Lokasi: Teknologi >>
Kunci Jawaban IPS Kelas 8 Halaman 273 Uji Kompetensi
Teknologi81 Dilihat
RingkasanKunci jawaban IPS kelas 8 halaman 274 untuk soal Uji Kompetensi bagian pilihan ganda membahas kebijakan Jepang selama masa pendudukan di Indonesia. Pada soal nomor 9, siswa diminta menjawab tentang pengerahan tenaga rakyat yang sangat menyengsarakan oleh pemerintah pendudukan Jepang, yaitu romusha atau kerja paksa....

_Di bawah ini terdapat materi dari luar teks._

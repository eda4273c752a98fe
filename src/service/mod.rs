pub mod content;
pub mod dir;
pub mod entry;
pub mod upload;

:quality(30):format(webp):focal(0.5x0.5:0.5x0.5)/tribunnews/foto/bank/originals/SISWA-SMP-UJIAN-02.jpg)
Kunci jawaban IPS kelas 8 halaman 274 untuk soal Uji Kompetensi bagian pilihan ganda membahas kebijakan Jepang selama masa pendudukan di Indonesia. Pada soal nomor 9, siswa diminta menjawab tentang pengerahan tenaga rakyat yang sangat menyengsarakan oleh pemerintah pendudukan Jepang, yaitu romusha atau kerja paksa. Sementara itu, soal nomor 10 menanyakan organisasi bentukan Jepang sebagai pengganti Gerakan 3A yang gagal mencapai tujuannya, yaitu Putera (Pusat Tenaga Rakyat).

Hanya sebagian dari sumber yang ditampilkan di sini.